In six patients with thyrotoxicosis, the fT4, fT3, and TRAb (range) at the onset of cerebral ischemia were 4.81-10.30 pg/ml, 13.08-31.90 pg/ml, and 3.5-83.8 IU/l, respectively. At surgery, mean (range) fT3 and fT4 were optimized to 3.02 (1.01-4.87) pg/ml and 1.09 (0.41-1.68) ng/dl, respectively. In the thyrotoxic cases, it took 70-310 days (mean, 142 days) to optimize thyroid hormones before surgery. There was no neurological aggravation after surgery, and outcome was excellent at 3 months with mRS scores ≤2 in all cases.
For MMD concurrent with GD, optimizing thyroid hormones followed by STA-MCA double bypass was successful to prevent cerebral ischemic events 3).
Case reports
A 16-year-old girl complaining of dizziness and palpitations visited the emergency department and was diagnosed with DKA combined with hyperthyroidism. A thyroid storm occurred 6 h after the start of DKA management. Her Burch and Wartofsky score was 65 points.

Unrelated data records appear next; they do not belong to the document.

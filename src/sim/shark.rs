//! Shark hazards
//!
//! Sharks enter from the right edge and swim left through the river. Jump-capable
//! sharks occasionally leap out of the water in a ballistic arc and always splash back
//! down exactly on their baseline. The surfacing cycle (surfacing -> surface -> diving)
//! is fully modelled but nothing in the spawn logic enters it yet; see
//! [`Shark::begin_surfacing`].

use glam::Vec2;
use rand::Rng;
use rand_pcg::Pcg32;
use serde::{Deserialize, Serialize};

use crate::tuning::SharkTuning;

/// Behavioural state
#[derive(Debug, Clone, Copy, PartialEq, Eq, Serialize, Deserialize)]
pub enum SharkState {
    Swimming,
    Jumping,
    Surfacing,
    Surface,
    Diving,
}

/// A shark entity
#[derive(Debug, Clone, Serialize, Deserialize)]
pub struct Shark {
    pub id: u32,
    /// Centre of the shark
    pub pos: Vec2,
    /// Cruising depth
    pub base_y: f32,
    /// Depth used by the surfacing cycle
    pub surface_y: f32,
    pub size: f32,
    pub speed: f32,
    /// -1 swims left, +1 swims right
    pub direction: f32,
    /// Random phase for bobbing
    pub phase: f32,
    pub state: SharkState,
    /// Ticks spent in the current state
    pub state_ticks: u32,
    pub jaw_open: bool,
    pub jaw_ticks: u32,
    pub can_jump: bool,
    /// Vertical velocity while jumping
    pub jump_vel: f32,
}

impl Shark {
    /// Spawn a shark at `x` in the river that starts at `river_y`
    pub fn spawn(
        id: u32,
        x: f32,
        river_y: f32,
        river_depth: f32,
        rng: &mut Pcg32,
        tuning: &SharkTuning,
    ) -> Self {
        let base_y = river_y + river_depth * 0.7;
        let can_jump = rng.random::<f32>() < tuning.jumper_chance;
        Self {
            id,
            pos: Vec2::new(x, base_y),
            base_y,
            surface_y: river_y + 10.0,
            size: tuning.size,
            speed: tuning.min_speed + rng.random::<f32>() * (tuning.max_speed - tuning.min_speed),
            direction: -1.0,
            phase: rng.random::<f32>() * std::f32::consts::TAU,
            state: SharkState::Swimming,
            state_ticks: 0,
            jaw_open: false,
            jaw_ticks: 0,
            can_jump,
            jump_vel: 0.0,
        }
    }

    /// Enter the surfacing cycle (not triggered by the current spawn logic)
    pub fn begin_surfacing(&mut self) {
        if self.state == SharkState::Swimming {
            self.enter(SharkState::Surfacing);
        }
    }

    /// Advance one tick
    pub fn update(&mut self, anim_time: f32, rng: &mut Pcg32, tuning: &SharkTuning) {
        self.state_ticks += 1;
        self.jaw_ticks += 1;

        if self.jaw_ticks > tuning.jaw_cooldown_ticks && rng.random::<f32>() < tuning.jaw_chance {
            self.jaw_open = !self.jaw_open;
            self.jaw_ticks = 0;
        }

        let stride = self.speed * self.direction;
        match self.state {
            SharkState::Swimming => {
                self.pos.x += stride;
                self.pos.y = self.base_y + (anim_time + self.phase).sin() * 5.0;

                if self.can_jump
                    && self.state_ticks >= tuning.jump_after_ticks
                    && rng.random::<f32>() < tuning.jump_chance
                {
                    self.enter(SharkState::Jumping);
                    self.jump_vel = tuning.jump_impulse;
                    log::debug!("Shark {} leaps from y={:.0}", self.id, self.pos.y);
                }
            }
            SharkState::Jumping => {
                self.pos.x += stride * 0.8;
                self.jump_vel += tuning.jump_gravity;
                self.pos.y += self.jump_vel;

                if self.pos.y >= self.base_y {
                    self.pos.y = self.base_y;
                    self.jump_vel = 0.0;
                    self.enter(SharkState::Swimming);
                    log::debug!("Shark {} splashes down", self.id);
                }
            }
            SharkState::Surfacing => {
                self.pos.x += stride * 0.5;
                let progress = self.progress(tuning);
                self.pos.y = self.base_y + (self.surface_y - self.base_y) * progress;
                if progress >= 1.0 {
                    self.enter(SharkState::Surface);
                }
            }
            SharkState::Surface => {
                self.pos.x += stride * 0.3;
                self.pos.y = self.surface_y + (anim_time * 2.0).sin() * 3.0;
                if self.state_ticks > tuning.surface_hold_ticks {
                    self.enter(SharkState::Diving);
                }
            }
            SharkState::Diving => {
                self.pos.x += stride * 0.7;
                let progress = self.progress(tuning);
                self.pos.y = self.surface_y + (self.base_y - self.surface_y) * progress;
                if progress >= 1.0 {
                    self.enter(SharkState::Swimming);
                }
            }
        }
    }

    /// Collision radius for the current state
    pub fn hit_radius(&self) -> f32 {
        match self.state {
            SharkState::Jumping => self.size * 0.8,
            SharkState::Surface => self.size * 0.7,
            _ => self.size * 0.5,
        }
    }

    /// Whether a round body at `center` with `radius` touches this shark
    pub fn hits(&self, center: Vec2, radius: f32) -> bool {
        crate::circles_overlap(self.pos, center, self.hit_radius() + radius)
    }

    fn progress(&self, tuning: &SharkTuning) -> f32 {
        (self.state_ticks as f32 / tuning.transition_ticks.max(1) as f32).min(1.0)
    }

    fn enter(&mut self, state: SharkState) {
        self.state = state;
        self.state_ticks = 0;
    }
}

Right hemiplegia developed during the thyroid storm, and brain magnetic resonance (MR) diffusion-weighted images revealed multiple acute infarcts in both hemispheres. MR angiography showed stenosis of both distal internal carotid arteries and both M1 portions of the middle cerebral arteries, consistent with Moyamoya disease. After acute management for the thyroid storm with methimazole, Lugol solution and hydrocortisone, the patient's neurological symptoms completely resolved within 1 month, and free T4 level normalized within 2 months. Thyroid storm may trigger cerebral ischemia in Moyamoya disease and lead to rapid progression of cerebrovascular occlusive disease. As a simultaneous occurrence of DKA, thyroid storm and cerebrovascular accident in Moyamoya disease highly elevates morbidity and mortality, prompt recognition and management are critical to save the patient's life 4).